I have used electrical tape in small amounts (a few inches worth) in aquariums with no issues. I used Krylon Fusion paint when I wanted to camouflage PVC pipe, though. 
Another thought: Get some driftwood and stand it up in front of the PVC, and grow Java Fern or other large, dense plant on it.


----------



## JERP (Feb 4, 2003)

lightly sand the pvc, then use black rustoleum spray paint.


----------



## F1_Cobra (Nov 8, 2009)

Out of desperation, I put electrical tape on a two piece pump intake tube to hold the two tubes together....there are several inches wrapped around the tube, and the same tape has been there for over 2 years now with no ill effects that I've ever noticed.....I've actually been quite surprised by the fact that the tape has never turned loose being underwater all this time.


----------



## Nymsley (Mar 24, 2009)

Is there a particular type/brand of electrical tape that was used or are they all the same?


----------



## F1_Cobra (Nov 8, 2009)

I know there are differences in the quality of electrical tapes....I've always found that the name brand stuff to be much better then the cheaper bargain brands....better adhesive quality and the plastic tape seems to stay flexible much longer....i've seen cheap brands get hard as a rock just sittin in a hot tool box while a name brand will be fine and last till you use up the roll.


----------



## Diana K (Dec 20, 2007)

I am using the slightly stretchy vinyl tape. (the shiny one, not the dull fabric-like stuff) I have it in many colors and two widths.

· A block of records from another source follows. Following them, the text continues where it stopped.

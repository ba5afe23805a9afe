//! gRPC over a tonic channel, or any compatible `GrpcService`.
use super::{CallError, TransportErrorKind, TransportInitError};
use crate::{
    BoxError,
    grpc::{
        client::{GrpcClient, GrpcRequestError},
        codec,
    },
    stub::GrpcPlan,
};
use futures_util::{Stream, StreamExt, TryStreamExt};
use http_body::Body as HttpBody;
use prost_reflect::{DynamicMessage, MessageDescriptor};
use serde_json::{Map, Value};
use std::time::Duration;
use tonic::{
    Code, Status,
    transport::{Channel, Endpoint},
};

#[derive(Debug)]
pub struct GrpcTransport<S = Channel> {
    service: S,
    metadata: Vec<(String, String)>,
}

impl GrpcTransport<Channel> {
    /// A transport over a channel to `endpoint`; the connection is made on first use.
    ///
    /// Calls carry no channel-wide deadline, each invocation is bounded by its own timeout.
    /// Must be called from within a tokio runtime.
    pub fn connect_lazy(
        endpoint: &str,
        connect_timeout: Option<Duration>,
    ) -> Result<Self, TransportInitError> {
        let mut builder = Endpoint::from_shared(endpoint.to_string()).map_err(|source| {
            TransportInitError::InvalidEndpoint {
                url: endpoint.to_string(),
                source,
            }
        })?;
        if let Some(timeout) = connect_timeout {
            builder = builder.connect_timeout(timeout);
        }

        Ok(Self::from_service(builder.connect_lazy()))
    }
}

impl<S> GrpcTransport<S> {
    /// Wraps an existing service, e.g. an in-process tonic server.
    pub fn from_service(service: S) -> Self {
        Self {
            service,
            metadata: Vec::new(),
        }
    }

    /// Metadata sent with every call.
    pub fn with_metadata(mut self, metadata: Vec<(String, String)>) -> Self {
        self.metadata = metadata;
        self
    }
}

impl<S> GrpcTransport<S>
where
    S: tonic::client::GrpcService<tonic::body::Body> + Clone,
    S::Error: Into<BoxError>,
    S::ResponseBody: HttpBody<Data = tonic::codegen::Bytes> + Send + 'static,
    <S::ResponseBody as HttpBody>::Error: Into<BoxError> + Send,
{
    pub(crate) async fn call(
        &self,
        plan: &GrpcPlan,
        arguments: &Map<String, Value>,
    ) -> Result<Value, CallError> {
        let method = &plan.method;
        let mut client = GrpcClient::new(self.service.clone());

        match (method.is_client_streaming(), method.is_server_streaming()) {
            (false, false) => {
                let message = encode(method.input(), Value::Object(arguments.clone()))?;
                let response = client
                    .unary(method, message, &self.metadata)
                    .await
                    .map_err(request_error)?;
                response.map_err(status_error)
            }
            (false, true) => {
                let message = encode(method.input(), Value::Object(arguments.clone()))?;
                let stream = client
                    .server_streaming(method, message, &self.metadata)
                    .await
                    .map_err(request_error)?
                    .map_err(status_error)?;
                collect(stream).await
            }
            (true, false) => {
                let messages = message_stream(plan, method.input(), arguments)?;
                let response = client
                    .client_streaming(method, messages, &self.metadata)
                    .await
                    .map_err(request_error)?;
                response.map_err(status_error)
            }
            (true, true) => {
                let messages = message_stream(plan, method.input(), arguments)?;
                let stream = client
                    .bidirectional_streaming(method, messages, &self.metadata)
                    .await
                    .map_err(request_error)?
                    .map_err(status_error)?;
                collect(stream).await
            }
        }
    }
}

fn encode(descriptor: MessageDescriptor, value: Value) -> Result<DynamicMessage, CallError> {
    let name = descriptor.full_name().to_string();
    codec::from_json(descriptor, value)
        .map_err(|e| CallError::Encode(format!("arguments do not match message '{name}': {e}")))
}

/// Encodes every element of the streamed argument up front.
fn message_stream(
    plan: &GrpcPlan,
    descriptor: MessageDescriptor,
    arguments: &Map<String, Value>,
) -> Result<impl Stream<Item = DynamicMessage> + Send + 'static, CallError> {
    let items = match plan.messages_param.as_ref().and_then(|p| arguments.get(p)) {
        Some(Value::Array(items)) => items.clone(),
        Some(Value::Null) | None => Vec::new(),
        Some(_) => {
            return Err(CallError::Encode(
                "client streaming requires a JSON array of messages".to_string(),
            ));
        }
    };

    let messages = items
        .into_iter()
        .map(|item| encode(descriptor.clone(), item))
        .collect::<Result<Vec<_>, _>>()?;

    Ok(tokio_stream::iter(messages))
}

async fn collect(
    stream: impl Stream<Item = Result<Value, Status>> + Unpin,
) -> Result<Value, CallError> {
    let items: Vec<Value> = stream.map_err(status_error).try_collect().await?;
    Ok(Value::Array(items))
}

fn request_error(err: GrpcRequestError) -> CallError {
    match err {
        GrpcRequestError::NotReady(source) => CallError::transport(TransportErrorKind::Connect, source),
        other => CallError::transport(TransportErrorKind::Protocol, other),
    }
}

fn status_error(status: Status) -> CallError {
    match status.code() {
        Code::Unavailable => CallError::transport(TransportErrorKind::Unavailable, status),
        code => CallError::Invocation {
            status: format!("{code:?}"),
            message: status.message().to_string(),
            details: None,
        },
    }
}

Black seems to be the best at holding on under water. I use the narrow, multiple colors to code the electrical wires so I know what to unplug when I need to. 

When you cut or tear it, make sure not to leave fingerprints at the end, this seems to make the end come up faster. Overlap the layers a bit, perhaps 25% or more. Cutting it makes a cleaner edge, more likely to stay in place. 
Make sure the surface you are working with is clean and dry. 
It can be put in the aquarium right away.


----------



## brackish bro (Jan 22, 2010)

you could switch it out with abs plumbing pipes


----------